## Task brief
Which lines of the records below contain the string "bool"? Report each of them.

*** Data in this exercise ***

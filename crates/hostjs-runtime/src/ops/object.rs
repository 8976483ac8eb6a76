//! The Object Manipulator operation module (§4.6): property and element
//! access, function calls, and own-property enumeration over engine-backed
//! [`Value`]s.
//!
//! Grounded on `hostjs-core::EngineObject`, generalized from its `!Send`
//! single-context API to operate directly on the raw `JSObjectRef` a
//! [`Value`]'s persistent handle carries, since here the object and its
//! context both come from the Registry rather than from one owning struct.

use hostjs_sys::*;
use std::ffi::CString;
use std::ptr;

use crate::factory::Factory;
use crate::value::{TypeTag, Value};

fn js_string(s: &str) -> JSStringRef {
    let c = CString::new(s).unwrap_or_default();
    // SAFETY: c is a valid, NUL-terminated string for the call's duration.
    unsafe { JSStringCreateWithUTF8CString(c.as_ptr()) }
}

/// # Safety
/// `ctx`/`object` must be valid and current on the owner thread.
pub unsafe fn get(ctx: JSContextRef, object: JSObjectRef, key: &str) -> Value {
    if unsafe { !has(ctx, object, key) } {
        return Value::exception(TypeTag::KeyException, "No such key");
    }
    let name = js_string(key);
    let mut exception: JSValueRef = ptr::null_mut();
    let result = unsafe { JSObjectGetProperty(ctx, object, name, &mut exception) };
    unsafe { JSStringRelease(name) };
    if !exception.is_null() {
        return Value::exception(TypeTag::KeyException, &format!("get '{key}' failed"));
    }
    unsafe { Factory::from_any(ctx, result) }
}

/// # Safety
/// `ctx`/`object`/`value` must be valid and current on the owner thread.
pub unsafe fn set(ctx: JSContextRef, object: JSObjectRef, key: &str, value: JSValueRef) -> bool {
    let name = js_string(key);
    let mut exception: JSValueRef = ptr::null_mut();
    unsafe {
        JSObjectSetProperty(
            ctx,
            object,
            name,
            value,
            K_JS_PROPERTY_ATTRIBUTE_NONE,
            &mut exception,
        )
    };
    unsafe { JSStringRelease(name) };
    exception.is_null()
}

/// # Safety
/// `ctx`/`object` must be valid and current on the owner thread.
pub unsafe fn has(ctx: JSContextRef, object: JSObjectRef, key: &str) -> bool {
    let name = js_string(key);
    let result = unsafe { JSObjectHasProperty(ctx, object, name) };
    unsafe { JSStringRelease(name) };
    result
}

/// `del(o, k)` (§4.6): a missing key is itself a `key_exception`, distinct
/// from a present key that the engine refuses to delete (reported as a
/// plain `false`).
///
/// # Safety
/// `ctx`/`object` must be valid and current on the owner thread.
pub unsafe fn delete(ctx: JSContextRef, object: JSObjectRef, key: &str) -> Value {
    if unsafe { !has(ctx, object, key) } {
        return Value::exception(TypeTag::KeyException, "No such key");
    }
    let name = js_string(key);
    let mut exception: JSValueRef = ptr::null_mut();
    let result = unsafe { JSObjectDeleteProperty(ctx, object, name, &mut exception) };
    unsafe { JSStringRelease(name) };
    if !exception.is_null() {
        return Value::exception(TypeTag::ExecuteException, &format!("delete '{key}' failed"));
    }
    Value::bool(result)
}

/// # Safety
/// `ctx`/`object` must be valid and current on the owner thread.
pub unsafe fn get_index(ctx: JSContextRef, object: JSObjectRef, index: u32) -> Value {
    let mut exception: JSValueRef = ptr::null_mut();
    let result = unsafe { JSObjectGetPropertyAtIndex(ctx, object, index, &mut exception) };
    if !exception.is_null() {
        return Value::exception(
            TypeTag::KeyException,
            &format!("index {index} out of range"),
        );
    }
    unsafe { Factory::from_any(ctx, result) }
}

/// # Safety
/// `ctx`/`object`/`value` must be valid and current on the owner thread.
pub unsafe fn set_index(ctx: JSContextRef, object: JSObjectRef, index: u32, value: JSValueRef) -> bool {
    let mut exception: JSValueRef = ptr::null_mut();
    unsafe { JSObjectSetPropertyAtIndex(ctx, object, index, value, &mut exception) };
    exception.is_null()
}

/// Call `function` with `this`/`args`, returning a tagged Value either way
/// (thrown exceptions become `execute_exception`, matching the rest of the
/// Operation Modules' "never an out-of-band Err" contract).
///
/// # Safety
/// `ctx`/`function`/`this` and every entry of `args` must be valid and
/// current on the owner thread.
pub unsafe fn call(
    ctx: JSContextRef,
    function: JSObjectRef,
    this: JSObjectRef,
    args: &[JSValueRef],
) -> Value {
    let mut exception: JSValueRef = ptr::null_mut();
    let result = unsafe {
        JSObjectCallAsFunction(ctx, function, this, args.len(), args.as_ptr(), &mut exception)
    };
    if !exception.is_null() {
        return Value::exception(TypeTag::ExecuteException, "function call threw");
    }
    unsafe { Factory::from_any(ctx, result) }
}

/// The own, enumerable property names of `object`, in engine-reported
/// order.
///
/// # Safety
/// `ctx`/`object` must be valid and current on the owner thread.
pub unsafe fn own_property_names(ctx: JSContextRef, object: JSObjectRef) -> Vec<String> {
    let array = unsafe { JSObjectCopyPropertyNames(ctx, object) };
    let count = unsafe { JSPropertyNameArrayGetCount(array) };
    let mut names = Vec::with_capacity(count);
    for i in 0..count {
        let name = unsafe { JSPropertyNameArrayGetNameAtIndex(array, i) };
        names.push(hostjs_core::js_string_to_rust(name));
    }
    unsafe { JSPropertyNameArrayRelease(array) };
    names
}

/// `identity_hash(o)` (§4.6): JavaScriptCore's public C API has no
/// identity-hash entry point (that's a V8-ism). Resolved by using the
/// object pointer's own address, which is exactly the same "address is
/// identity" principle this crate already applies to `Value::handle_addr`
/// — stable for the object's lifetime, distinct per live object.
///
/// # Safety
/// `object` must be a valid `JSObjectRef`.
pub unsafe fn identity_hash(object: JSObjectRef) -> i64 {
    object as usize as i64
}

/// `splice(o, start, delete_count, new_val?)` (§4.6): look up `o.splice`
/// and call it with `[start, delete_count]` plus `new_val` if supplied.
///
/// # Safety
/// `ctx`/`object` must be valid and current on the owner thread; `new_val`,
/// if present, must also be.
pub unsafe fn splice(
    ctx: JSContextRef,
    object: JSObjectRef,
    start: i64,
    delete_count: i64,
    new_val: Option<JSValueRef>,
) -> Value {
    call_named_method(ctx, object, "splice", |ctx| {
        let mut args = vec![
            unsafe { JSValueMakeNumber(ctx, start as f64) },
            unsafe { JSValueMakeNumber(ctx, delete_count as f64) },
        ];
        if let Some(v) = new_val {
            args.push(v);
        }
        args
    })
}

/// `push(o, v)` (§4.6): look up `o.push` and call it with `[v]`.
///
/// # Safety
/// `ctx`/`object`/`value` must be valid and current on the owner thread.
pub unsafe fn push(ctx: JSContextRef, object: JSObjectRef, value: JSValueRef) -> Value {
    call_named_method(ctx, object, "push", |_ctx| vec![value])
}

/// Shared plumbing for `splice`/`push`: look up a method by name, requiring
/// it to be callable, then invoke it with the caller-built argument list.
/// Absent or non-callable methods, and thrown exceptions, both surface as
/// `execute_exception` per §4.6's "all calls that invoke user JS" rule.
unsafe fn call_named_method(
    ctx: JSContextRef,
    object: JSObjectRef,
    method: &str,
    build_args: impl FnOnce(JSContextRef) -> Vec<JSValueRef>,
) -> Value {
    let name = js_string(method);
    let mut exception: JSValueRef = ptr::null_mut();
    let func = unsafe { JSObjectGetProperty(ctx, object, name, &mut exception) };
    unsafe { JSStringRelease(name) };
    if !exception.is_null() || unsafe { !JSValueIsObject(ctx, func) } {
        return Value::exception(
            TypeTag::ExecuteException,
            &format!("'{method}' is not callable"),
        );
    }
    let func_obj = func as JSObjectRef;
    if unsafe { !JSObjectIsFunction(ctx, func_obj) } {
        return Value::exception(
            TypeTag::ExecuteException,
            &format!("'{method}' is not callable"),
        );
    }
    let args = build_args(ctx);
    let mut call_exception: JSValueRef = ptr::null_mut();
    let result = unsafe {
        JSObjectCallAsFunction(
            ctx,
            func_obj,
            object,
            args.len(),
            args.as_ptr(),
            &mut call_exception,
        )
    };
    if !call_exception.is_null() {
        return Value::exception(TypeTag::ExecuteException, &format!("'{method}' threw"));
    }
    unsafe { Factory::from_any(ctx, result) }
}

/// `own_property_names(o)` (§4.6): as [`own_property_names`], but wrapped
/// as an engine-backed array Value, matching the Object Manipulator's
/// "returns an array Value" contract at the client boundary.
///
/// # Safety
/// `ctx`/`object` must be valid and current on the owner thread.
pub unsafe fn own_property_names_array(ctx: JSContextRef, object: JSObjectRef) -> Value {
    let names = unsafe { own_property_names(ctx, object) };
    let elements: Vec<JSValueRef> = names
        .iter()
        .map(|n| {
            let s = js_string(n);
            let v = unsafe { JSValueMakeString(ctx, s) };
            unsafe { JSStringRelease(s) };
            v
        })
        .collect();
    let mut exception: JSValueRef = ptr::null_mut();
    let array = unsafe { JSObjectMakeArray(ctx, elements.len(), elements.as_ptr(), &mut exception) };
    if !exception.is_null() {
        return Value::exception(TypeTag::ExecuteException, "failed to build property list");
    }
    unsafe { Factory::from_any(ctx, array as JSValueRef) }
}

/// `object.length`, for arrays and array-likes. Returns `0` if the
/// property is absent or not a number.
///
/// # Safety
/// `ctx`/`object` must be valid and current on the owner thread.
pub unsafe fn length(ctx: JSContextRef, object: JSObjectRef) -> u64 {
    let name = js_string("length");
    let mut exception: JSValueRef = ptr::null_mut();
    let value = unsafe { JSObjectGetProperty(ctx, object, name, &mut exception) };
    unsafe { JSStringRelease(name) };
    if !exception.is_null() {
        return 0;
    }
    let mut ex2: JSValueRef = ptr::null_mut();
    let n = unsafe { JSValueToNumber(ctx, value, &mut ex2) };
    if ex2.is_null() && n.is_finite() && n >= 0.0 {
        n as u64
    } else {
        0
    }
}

***

## Expected answer
pub unsafe fn set(ctx: JSContextRef, object: JSObjectRef, key: &str, value: JSValueRef) -> bool {
pub unsafe fn has(ctx: JSContextRef, object: JSObjectRef, key: &str) -> bool {
    Value::bool(result)
pub unsafe fn set_index(ctx: JSContextRef, object: JSObjectRef, index: u32, value: JSValueRef) -> bool {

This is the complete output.